In the present application, the defendant has made an application for review on the grounds that there are sufficient reasons to justify this court to review its order refusing to set aside the judgment entered against the defendant in default of attendance during the hearing of the case.  I have carefully considered the reasons advanced by the defendant in support of the application for review.  It is evident that the defendant is of the view that this court did not give due consideration to the reasons that he had put forward in support of his application to set aside the exparte judgment.  The defendant has not presented any new argument which he had not earlier presented when he argued his application to set aside the exparte judgment.  It is apparent that the defendant is seeking to re-argue the application to set aside the judgment under the guise of an application for review.  The defendant is seeking to have a second bite at the cherry.

I think the defendant is asking this court to sit on appeal against its own decision.  If the defendant was dissatisfied with the ruling of this court, he ought to have filed an appeal to the Court of Appeal instead of canvassing the same application for re-consideration by this court.  I am of the view that the issues raised by the defendant in this application for review are issues which ought to be raised on Appeal.  The jurisdiction of this court in granting an application for review is limited.  This court can only review its order or decree if it is satisfied that there was an error or ground which would have made the court rule otherwise than it did.  As was held by Tanui J, in Njoroge & others vs Savings & Loan KenyaLtd [1990] KLR 78 at page 83,

“In the circumstances an application for a review should not be taken as a form of appeal.  To warrant a review of an error alleged on the face of a record, such an error ought to be so clear as to be without dispute.  Where the very existence of an error on a record is contestable by parties, I think, such a matter is a ground which should be canvassed on appeal.”

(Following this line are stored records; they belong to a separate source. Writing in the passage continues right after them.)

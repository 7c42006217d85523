mod args;
mod render;

use crate::args::{Cli, Command, MetaArgs};
use crate::render::Outcome;
use appm_core::{
    Error, MatchEngine, Project, ProjectMetadata, TemplateSource, check_dir, load_template,
};
use clap::Parser;
use std::process::ExitCode;
use tracing_subscriber::EnvFilter;

fn main() -> ExitCode {
    let cli = Cli::parse();
    init_logging(cli.verbosity, cli.quiet);

    match run(&cli) {
        Ok(true) => ExitCode::from(0),
        Ok(false) => ExitCode::from(1),
        Err(e) => {
            eprintln!("error: {e}");
            ExitCode::from(2)
        }
    }
}

/// RUST_LOG wins; otherwise -v/-vv raise the level and -q silences warnings.
fn init_logging(verbosity: u8, quiet: bool) {
    let level = match (quiet, verbosity) {
        (true, _) => "error",
        (false, 0) => "warn",
        (false, 1) => "info",
        (false, _) => "debug",
    };
    let filter = EnvFilter::try_from_default_env().unwrap_or_else(|_| EnvFilter::new(level));

    tracing_subscriber::fmt()
        .with_env_filter(filter)
        .with_writer(std::io::stderr)
        .with_target(false)
        .init();
}

/// Runs the command and prints its output. `Ok(false)` means at least one
/// file failed; errors are fatal.
fn run(cli: &Cli) -> Result<bool, Error> {
    let source = || TemplateSource::from(cli.template.clone());
    tracing::debug!(command = ?cli.command, template = ?cli.template, "appm: start");

    let (out, ok) = match &cli.command {
        Command::Validate => {
            let template = load_template(source())?;
            let out = render::render_template(&template, cli.format, cli.verbosity, cli.quiet);
            (out, true)
        }
        Command::Match { names } => {
            let engine = MatchEngine::new(load_template(source())?);
            let outcomes = per_file(names, |n| engine.match_name(n))?;
            let ok = outcomes.iter().all(Outcome::is_ok);
            (render::render_matches(&outcomes, cli.format, cli.quiet), ok)
        }
        Command::Place { names } => {
            let engine = MatchEngine::new(load_template(source())?);
            let outcomes = per_file(names, |n| engine.placement(n))?;
            let ok = outcomes.iter().all(Outcome::is_ok);
            (render::render_placements(&outcomes, cli.format, cli.quiet), ok)
        }
        Command::Name(meta) => {
            let engine = MatchEngine::new(load_template(source())?);
            let name = engine.project_name(&metadata(meta));
            (render::render_text("name", &name, cli.format), true)
        }
        Command::Init { root, meta } => {
            let project = Project::from_template(root.clone(), source(), metadata(meta))?;
            let location = project.init()?;
            let location = location.display().to_string();
            (render::render_text("location", &location, cli.format), true)
        }
        Command::Scan { dir } => {
            let engine = MatchEngine::new(load_template(source())?);
            let report = check_dir(dir, &engine)?;
            let out = render::render_scan(&report, cli.format, cli.verbosity, cli.quiet);
            (out, report.is_ok())
        }
        Command::Copy { project, files } => {
            let project = Project::load(project)?;
            let outcomes: Vec<_> = files
                .iter()
                .map(|f| Outcome {
                    name: f.display().to_string(),
                    result: project.copy_file(f),
                })
                .collect();
            let ok = outcomes.iter().all(Outcome::is_ok);
            (render::render_copies(&outcomes, cli.format, cli.quiet), ok)
        }
    };

    if !out.is_empty() {
        print!("{out}");
        if !out.ends_with('\n') {
            println!();
        }
    }
    Ok(ok)
}

/// Applies `f` to every name. File-level failures are kept in the outcome;
/// anything else aborts.
fn per_file<T>(
    names: &[String],
    f: impl Fn(&str) -> Result<T, Error>,
) -> Result<Vec<Outcome<T>>, Error> {
    let mut outcomes = Vec::with_capacity(names.len());
    for name in names {
        let result = match f(name) {
            Err(e) if !e.is_per_file() => return Err(e),
            other => other,
        };
        outcomes.push(Outcome {
            name: name.clone(),
            result,
        });
    }
    Ok(outcomes)
}

fn metadata(args: &MetaArgs) -> ProjectMetadata {
    ProjectMetadata {
        year: args.year,
        summary: args.summary.clone(),
        internal: !args.external,
        researcher_name: args.researcher.clone(),
        organisation_name: args.organisation.clone(),
    }
}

In the present application, the defendant has not raised any ground or reason which falls within the limited jurisdiction of this court to entertain an application for review.  There are no sufficient reasons to enable this court review its order issued pursuant to the ruling of this court delivered on the 22nd October, 2004.  The grounds raised by the defendant in this application are suitable grounds for appeal and not for review.  This court would be embarrassed if it considered the said grounds advanced by the defendant as it would amount to this court sitting on appeal against its own ruling.

I think I have said enough.  From the aforegoing reasons, it is clear that the application for review is for dismissal.  It is hereby dismissed with costs to the plaintiff.